Optionally, all historical competition data of the athletes participating in the competition at this time specifically include:
historical weather data, historical track types, historical replenishment point information, historical replenishment item types, consumption of each historical replenishment item, final historical scores of athletes, historical score data of each timing point and a competition completion rate which correspond to each competition in the historical competition.
Optionally, the predicting unit 602 is specifically configured to predict the race track pedestrian flow distribution condition by using a pre-established performance prediction model, with all historical race data of athletes participating in the current race, weather data during the current race, and a race track type as input parameters;
and (4) according to the pedestrian flow distribution condition of the track, statistically analyzing the distribution rule of the athletes at each supply point.
Optionally, the first replenishment prediction model includes a first replenishment surplus prediction model, a first replenishment consumption prediction model, and a first total replenishment consumption prediction model, and one total replenishment consumption prediction model, at least one surplus prediction model, and at least one total replenishment consumption prediction model correspond to each type of replenishment product.
Optionally, when the first replenishment remainder prediction models include at least two, and the first replenishment consumption prediction models include at least two, the prediction unit 602 is specifically configured to input the weather data, the track type, the first replenishment item type, the replenishment point information, the predicted athlete distribution rule of the current competition, and the competition result of each athlete in the current competition into each first replenishment remainder prediction model, and obtain at least two predicted replenishment remainders;
calculating a first average of at least two predicted replenishment residuals;
respectively inputting weather data, a track type, a first supplement type, supplement point information, a predicted athlete distribution rule of the competition and a competition result of each athlete into each supplement consumption amount prediction model during the competition to obtain at least two predicted supplement consumption amounts;
calculating a second average of the at least two predicted replenishment consumptions;
inputting weather data, track types, first supplement types, supplement point information, predicted athlete distribution rules of the competition and the competition results of each athlete into a first total supplement consumption prediction model, and predicting total supplement consumption of the first supplement points;
and predicting the actual replenishment consumption of the first replenishment point according to the first average value, the second average value and the total replenishment consumption of the first replenishment point, so as to determine the average human replenishment consumption corresponding to the first replenishment type according to the actual replenishment consumption, wherein the first replenishment point is any replenishment point in the game.
Optionally, the final replenishment resource allocation policy at least includes:
the number of staff members, the number of equipment, the per-person dispensing amount of each supply for each point of supply, the total dispensing amount of each supply for each point of supply, and the length of service.
The functions executed by each component in the replenishment resource allocation policy prediction apparatus provided in the embodiment of the present invention are described in detail in the above embodiment 1, and therefore, redundant description is not repeated here.
The replenishment resource allocation strategy prediction device provided by the embodiment of the invention obtains all historical competition data of athletes participating in the competition; and then inputting historical competition data and parameters of the competition, such as weather data, track types and the like, into a performance prediction model constructed by utilizing the historical parameter data in advance to obtain the respective rules of the athletes at each supply point of the competition.
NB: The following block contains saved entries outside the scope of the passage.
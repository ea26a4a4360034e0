use crate::{AuthError, Result as AuthErrorResult};

use std::panic::Location;

use error_location::ErrorLocation;
use serde::{Deserialize, Serialize};
use tg_core::{IdentityClaims, Role};
use uuid::Uuid;

/// JWT payload of an access token.
#[derive(Debug, Clone, Serialize, Deserialize, PartialEq)]
pub struct AccessClaims {
    /// Subject (user id)
    pub sub: String,
    #[serde(default)]
    pub email: String,
    pub role: Role,
    /// Display name
    #[serde(default)]
    pub name: String,
    /// Session lineage the token was minted for
    pub sid: Uuid,
    pub iss: String,
    /// Issued at timestamp (Unix)
    pub iat: i64,
    /// Expiration timestamp (Unix)
    pub exp: i64,
}

impl AccessClaims {
    pub fn new(identity: &IdentityClaims, sid: Uuid, iss: &str, iat: i64, exp: i64) -> Self {
        Self {
            sub: identity.id.clone(),
            email: identity.email.clone(),
            role: identity.role,
            name: identity.display_name.clone(),
            sid,
            iss: iss.to_string(),
            iat,
            exp,
        }
    }

    pub fn identity(&self) -> IdentityClaims {
        IdentityClaims {
            id: self.sub.clone(),
            email: self.email.clone(),
            role: self.role,
            display_name: self.name.clone(),
        }
    }

    /// Validate claims after JWT signature verification
    #[track_caller]
    pub fn validate(&self) -> AuthErrorResult<()> {
        if self.sub.is_empty() {
            return Err(AuthError::MalformedToken {
                message: "sub (user_id) cannot be empty".to_string(),
                location: ErrorLocation::from(Location::caller()),
            });
        }

        if self.exp <= self.iat {
            return Err(AuthError::MalformedToken {
                message: "exp must be after iat".to_string(),
                location: ErrorLocation::from(Location::caller()),
            });
        }

        Ok(())
    }
}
In addition to the above parameters, the types of supplies, the information of the points of supply, the predicted distribution rules of the players during the current competition, and the competition results of each player are input into the first supply prediction models which are pre-constructed and respectively correspond to each type of supplies, and the consumption of all the supplies in each point of supply is predicted. By the method, the replenishment resource allocation strategies such as the number of workers, the number of equipment, the type of replenishment supplies, the number of replenishment supplies, the service duration of the workers and the like which are required to be equipped at different replenishment points in different time periods can be predicted more accurately. Therefore, the supply resources are reasonably utilized, and the requirements of all athletes participating in the competition can be met as far as possible while resource waste is avoided.
Corresponding to the above embodiment, embodiment 3 of the present invention further provides a replenishment resource allocation policy prediction system, specifically as shown in fig. 7, where the system includes: a processor 701 and a memory 702;
the memory 702 is used to store one or more program instructions;
the processor 701 is configured to execute one or more program instructions to perform any method steps of a replenishment resource allocation strategy prediction method as described in the above embodiments.
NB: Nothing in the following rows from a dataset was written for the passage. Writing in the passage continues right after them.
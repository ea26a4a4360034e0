use crate::api::{admin, rate_limit, session};
use crate::{AppState, health};

use axum::{
    Router,
    middleware::from_fn_with_state,
    routing::{get, post},
};
use tower_http::cors::{Any, CorsLayer};

/// Build the application router with all endpoints
pub fn build_router(state: AppState) -> Router {
    // Identity hand-off
    let session_routes: Router<AppState> = Router::new()
        .route("/api/v1/session", post(session::issue))
        .route_layer(from_fn_with_state(state.clone(), rate_limit::limit_session));

    // Rotation gets its own, tighter bucket
    let refresh_routes: Router<AppState> = Router::new()
        .route("/api/v1/session/refresh", post(session::refresh))
        .route_layer(from_fn_with_state(state.clone(), rate_limit::limit_refresh));

    let api_routes: Router<AppState> = Router::new()
        .route("/api/v1/session/me", get(session::me))
        .route("/api/v1/session/logout", post(session::logout))
        .route(
            "/api/v1/admin/users/{user_id}/revoke",
            post(admin::revoke_user),
        )
        .route_layer(from_fn_with_state(state.clone(), rate_limit::limit_api));

    Router::new()
        .merge(session_routes)
        .merge(refresh_routes)
        .merge(api_routes)
        // Health check endpoints
        .route("/health", get(health::health))
        .route("/live", get(health::liveness))
        .route("/ready", get(health::readiness))
        .with_state(state)
        // Cookies are SameSite=Lax, so cross-origin callers use the bearer header
        .layer(
            CorsLayer::new()
                .allow_origin(Any)
                .allow_methods(Any)
                .allow_headers(Any),
        )
}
The replenishment resource allocation strategy prediction system provided by the embodiment of the invention obtains all historical competition data of athletes participating in the competition; and then inputting historical competition data and parameters of the competition, such as weather data, track types and the like, into a performance prediction model constructed by utilizing the historical parameter data in advance to obtain the respective rules of the athletes at each supply point of the competition. In addition to the above parameters, the types of supplies, the information of the points of supply, the predicted distribution rules of the players during the current competition, and the competition results of each player are input into the first supply prediction models which are pre-constructed and respectively correspond to each type of supplies, and the consumption of all the supplies in each point of supply is predicted. By the method, the replenishment resource allocation strategies such as the number of workers, the number of equipment, the type of replenishment supplies, the number of replenishment supplies, the service duration of the workers and the like which are required to be equipped at different replenishment points in different time periods can be predicted more accurately. Therefore, the supply resources are reasonably utilized, and the requirements of all athletes participating in the competition can be met as far as possible while resource waste is avoided.
In correspondence with the above embodiments, embodiments of the present invention also provide a computer storage medium containing one or more program instructions therein. Wherein the one or more program instructions are for executing, by a replenishment resource allocation policy prediction system, a replenishment resource allocation policy prediction method as described above.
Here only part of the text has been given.